#### Task input
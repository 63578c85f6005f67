//! Normalized output records.
//!
//! One canonical record exists per logical game object. `slug` is unique
//! within each collection. Attributes are sparse: anything the sources did
//! not provide stays `None`/empty and is omitted from the JSON.

use serde::{Deserialize, Serialize};
use std::collections::BTreeMap;

use super::category::{AbilityCategory, ClassKind, ItemCategory, SpellType, UnitType};
use super::raw::{ButtonPosition, ItemFlags, LevelStats, UnitFlags};

#[derive(Debug, Clone, Default, PartialEq, Serialize, Deserialize)]
#[serde(rename_all = "camelCase", default)]
pub struct Item {
    pub slug: String,
    /// Object code from the archive
    pub id: String,
    pub name: String,
    pub category: ItemCategory,
    #[serde(skip_serializing_if = "Option::is_none")]
    pub description: Option<String>,
    #[serde(skip_serializing_if = "Option::is_none")]
    pub tooltip: Option<String>,
    #[serde(skip_serializing_if = "Option::is_none")]
    pub icon_path: Option<String>,
    #[serde(skip_serializing_if = "Option::is_none")]
    pub cost: Option<i64>,
    #[serde(skip_serializing_if = "Option::is_none")]
    pub lumber_cost: Option<i64>,
    #[serde(skip_serializing_if = "Option::is_none")]
    pub stock_maximum: Option<i64>,
    #[serde(skip_serializing_if = "Option::is_none")]
    pub stock_replenish_interval: Option<i64>,
    #[serde(skip_serializing_if = "Option::is_none")]
    pub level: Option<i64>,
    #[serde(skip_serializing_if = "Option::is_none")]
    pub uses: Option<i64>,
    #[serde(skip_serializing_if = "Option::is_none")]
    pub hit_points: Option<i64>,
    #[serde(skip_serializing_if = "Option::is_none")]
    pub max_stack: Option<i64>,
    #[serde(skip_serializing_if = "Option::is_none")]
    pub scaling_value: Option<f64>,
    #[serde(skip_serializing_if = "Option::is_none")]
    pub model_path: Option<String>,
    #[serde(skip_serializing_if = "Option::is_none")]
    pub hotkey: Option<String>,
    pub flags: ItemFlags,
    /// Ability slugs referenced by the item's ability list or text
    #[serde(skip_serializing_if = "Vec::is_empty")]
    pub abilities: Vec<String>,
    #[serde(skip_serializing_if = "BTreeMap::is_empty")]
    pub stat_bonuses: BTreeMap<String, f64>,
    /// Ingredient slugs of the recipe producing this item
    #[serde(skip_serializing_if = "Vec::is_empty")]
    pub recipe: Vec<String>,
    #[serde(skip_serializing_if = "Option::is_none")]
    pub crafted_at: Option<String>,
    #[serde(skip_serializing_if = "Option::is_none")]
    pub mana_requirement: Option<f64>,
}

#[derive(Debug, Clone, Default, PartialEq, Serialize, Deserialize)]
#[serde(rename_all = "camelCase", default)]
pub struct VisualEffects {
    #[serde(skip_serializing_if = "Vec::is_empty")]
    pub attachment_points: Vec<String>,
    #[serde(skip_serializing_if = "Option::is_none")]
    pub attachment_target: Option<String>,
    /// Art assignments scraped from DSL source (missileArt, artEffect, …)
    #[serde(flatten)]
    pub art: BTreeMap<String, String>,
}

impl VisualEffects {
    pub fn is_empty(&self) -> bool {
        self.attachment_points.is_empty() && self.attachment_target.is_none() && self.art.is_empty()
    }
}

#[derive(Debug, Clone, Default, PartialEq, Serialize, Deserialize)]
#[serde(rename_all = "camelCase", default)]
pub struct Ability {
    pub slug: String,
    pub id: String,
    pub name: String,
    pub category: AbilityCategory,
    #[serde(skip_serializing_if = "Option::is_none")]
    pub class_requirement: Option<AbilityCategory>,
    #[serde(skip_serializing_if = "Option::is_none")]
    pub description: Option<String>,
    #[serde(skip_serializing_if = "Option::is_none")]
    pub tooltip: Option<String>,
    #[serde(skip_serializing_if = "Option::is_none")]
    pub icon_path: Option<String>,
    #[serde(skip_serializing_if = "Option::is_none")]
    pub mana_cost: Option<f64>,
    #[serde(skip_serializing_if = "Option::is_none")]
    pub cooldown: Option<f64>,
    #[serde(skip_serializing_if = "Option::is_none")]
    pub range: Option<f64>,
    #[serde(skip_serializing_if = "Option::is_none")]
    pub duration: Option<f64>,
    #[serde(skip_serializing_if = "Option::is_none")]
    pub damage: Option<f64>,
    #[serde(skip_serializing_if = "Option::is_none")]
    pub area_of_effect: Option<f64>,
    #[serde(skip_serializing_if = "Option::is_none")]
    pub max_targets: Option<i64>,
    #[serde(skip_serializing_if = "Option::is_none")]
    pub hotkey: Option<String>,
    #[serde(skip_serializing_if = "Option::is_none")]
    pub targets_allowed: Option<String>,
    #[serde(skip_serializing_if = "Option::is_none")]
    pub cast_time: Option<f64>,
    #[serde(skip_serializing_if = "BTreeMap::is_empty")]
    pub levels: BTreeMap<u32, LevelStats>,
    #[serde(skip_serializing_if = "VisualEffects::is_empty")]
    pub visual_effects: VisualEffects,
    #[serde(skip_serializing_if = "Option::is_none")]
    pub button_position: Option<ButtonPosition>,
    #[serde(skip_serializing_if = "Vec::is_empty")]
    pub available_to_classes: Vec<String>,
    #[serde(skip_serializing_if = "Option::is_none")]
    pub spellbook: Option<SpellType>,
}

#[derive(Debug, Clone, Copy, Default, PartialEq, Serialize, Deserialize)]
pub struct DamageRange {
    pub min: f64,
    pub max: f64,
}

#[derive(Debug, Clone, Default, PartialEq, Serialize, Deserialize)]
#[serde(rename_all = "camelCase", default)]
pub struct Unit {
    pub slug: String,
    pub id: String,
    pub name: String,
    #[serde(rename = "type")]
    pub unit_type: Option<UnitType>,
    #[serde(skip_serializing_if = "Option::is_none")]
    pub tooltip: Option<String>,
    #[serde(skip_serializing_if = "Option::is_none")]
    pub icon_path: Option<String>,
    #[serde(skip_serializing_if = "Option::is_none")]
    pub race: Option<String>,
    #[serde(skip_serializing_if = "Option::is_none")]
    pub classification: Option<String>,
    #[serde(skip_serializing_if = "Option::is_none")]
    pub strength: Option<f64>,
    #[serde(skip_serializing_if = "Option::is_none")]
    pub agility: Option<f64>,
    #[serde(skip_serializing_if = "Option::is_none")]
    pub intelligence: Option<f64>,
    #[serde(skip_serializing_if = "Option::is_none")]
    pub strength_per_level: Option<f64>,
    #[serde(skip_serializing_if = "Option::is_none")]
    pub agility_per_level: Option<f64>,
    #[serde(skip_serializing_if = "Option::is_none")]
    pub intelligence_per_level: Option<f64>,
    #[serde(skip_serializing_if = "Option::is_none")]
    pub hp: Option<f64>,
    #[serde(skip_serializing_if = "Option::is_none")]
    pub mana: Option<f64>,
    #[serde(skip_serializing_if = "Option::is_none")]
    pub armor: Option<f64>,
    #[serde(skip_serializing_if = "Option::is_none")]
    pub damage: Option<DamageRange>,
    #[serde(skip_serializing_if = "Option::is_none")]
    pub attack_cooldown: Option<f64>,
    #[serde(skip_serializing_if = "Option::is_none")]
    pub attack_range: Option<f64>,
    #[serde(skip_serializing_if = "Option::is_none")]
    pub acquisition_range: Option<f64>,
    #[serde(skip_serializing_if = "Option::is_none")]
    pub attack_type: Option<String>,
    #[serde(skip_serializing_if = "Option::is_none")]
    pub defense_type: Option<String>,
    #[serde(skip_serializing_if = "Option::is_none")]
    pub move_speed: Option<f64>,
    #[serde(skip_serializing_if = "Option::is_none")]
    pub turn_rate: Option<f64>,
    #[serde(skip_serializing_if = "Option::is_none")]
    pub collision_size: Option<f64>,
    #[serde(skip_serializing_if = "Option::is_none")]
    pub sight_range_day: Option<f64>,
    #[serde(skip_serializing_if = "Option::is_none")]
    pub sight_range_night: Option<f64>,
    #[serde(skip_serializing_if = "Option::is_none")]
    pub gold_cost: Option<f64>,
    #[serde(skip_serializing_if = "Option::is_none")]
    pub lumber_cost: Option<f64>,
    #[serde(skip_serializing_if = "Option::is_none")]
    pub food_cost: Option<f64>,
    #[serde(skip_serializing_if = "Option::is_none")]
    pub build_time: Option<f64>,
    #[serde(skip_serializing_if = "Vec::is_empty")]
    pub abilities: Vec<String>,
    pub flags: UnitFlags,
    /// Base class slug for class units (trolls, forms)
    #[serde(skip_serializing_if = "Option::is_none")]
    pub base_class: Option<String>,
    #[serde(skip_serializing_if = "Vec::is_empty")]
    pub craftable_items: Vec<String>,
}

#[derive(Debug, Clone, Default, PartialEq, Serialize, Deserialize)]
#[serde(rename_all = "camelCase", default)]
pub struct Building {
    pub slug: String,
    /// Unit code of the building
    pub unit_id: String,
    pub name: String,
    #[serde(skip_serializing_if = "Option::is_none")]
    pub description: Option<String>,
    #[serde(skip_serializing_if = "Option::is_none")]
    pub tooltip: Option<String>,
    #[serde(skip_serializing_if = "Option::is_none")]
    pub icon_path: Option<String>,
    #[serde(skip_serializing_if = "Option::is_none")]
    pub hp: Option<f64>,
    #[serde(skip_serializing_if = "Option::is_none")]
    pub armor: Option<f64>,
    #[serde(skip_serializing_if = "Option::is_none")]
    pub build_time: Option<f64>,
    #[serde(skip_serializing_if = "Option::is_none")]
    pub gold_cost: Option<f64>,
    #[serde(skip_serializing_if = "Option::is_none")]
    pub lumber_cost: Option<f64>,
    #[serde(skip_serializing_if = "Option::is_none")]
    pub repair_cost: Option<f64>,
    #[serde(skip_serializing_if = "Option::is_none")]
    pub repair_time: Option<f64>,
    #[serde(skip_serializing_if = "Option::is_none")]
    pub supply_provided: Option<f64>,
    #[serde(skip_serializing_if = "Option::is_none")]
    pub supply_used: Option<f64>,
    #[serde(skip_serializing_if = "Vec::is_empty")]
    pub abilities: Vec<String>,
    #[serde(skip_serializing_if = "Vec::is_empty")]
    pub craftable_items: Vec<String>,
}

/// Resolved crafting recipe
#[derive(Debug, Clone, Default, PartialEq, Serialize, Deserialize)]
#[serde(rename_all = "camelCase", default)]
pub struct Recipe {
    /// Slug of the crafted item
    pub output: String,
    /// Slugs of the ingredients that resolved, in recipe order
    pub ingredients: Vec<String>,
    /// Building slug when resolved, otherwise a readable label
    #[serde(skip_serializing_if = "Option::is_none")]
    pub crafted_at: Option<String>,
    #[serde(skip_serializing_if = "Option::is_none")]
    pub mana_requirement: Option<f64>,
    #[serde(skip_serializing_if = "Option::is_none")]
    pub quick_make_ability: Option<String>,
}

#[derive(Debug, Clone, Copy, PartialEq, Serialize, Deserialize)]
pub struct Growth {
    pub strength: f64,
    pub agility: f64,
    pub intelligence: f64,
}

impl Default for Growth {
    fn default() -> Self {
        Self {
            strength: 1.0,
            agility: 1.0,
            intelligence: 1.0,
        }
    }
}

/// Playable troll class with its default stat block
#[derive(Debug, Clone, PartialEq, Serialize, Deserialize)]
#[serde(rename_all = "camelCase")]
pub struct TrollClass {
    pub slug: String,
    pub unit_id: String,
    pub name: String,
    pub kind: ClassKind,
    pub summary: String,
    /// Base class this class derives from; `None` for base classes and for
    /// derived classes that could not be placed
    #[serde(skip_serializing_if = "Option::is_none")]
    pub parent: Option<String>,
    #[serde(skip_serializing_if = "Vec::is_empty")]
    pub subclasses: Vec<String>,
    #[serde(skip_serializing_if = "Vec::is_empty")]
    pub superclasses: Vec<String>,
    pub growth: Growth,
    pub base_hp: f64,
    pub base_mana: f64,
    pub base_move_speed: f64,
    pub base_attack_speed: f64,
}

/// Base classes and their derived classes
#[derive(Debug, Clone, Default, PartialEq, Serialize, Deserialize)]
#[serde(rename_all = "camelCase", default)]
pub struct ClassHierarchy {
    pub base: Vec<TrollClass>,
    pub derived: Vec<TrollClass>,
    /// Derived class slugs with no base class parent
    #[serde(skip_serializing_if = "Vec::is_empty")]
    pub unresolved: Vec<String>,
}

#### Try it
For every line above with the word "TrollClass" in it, make a copy.

#### Output for this exercise
pub struct TrollClass {
    pub base: Vec<TrollClass>,
    pub derived: Vec<TrollClass>,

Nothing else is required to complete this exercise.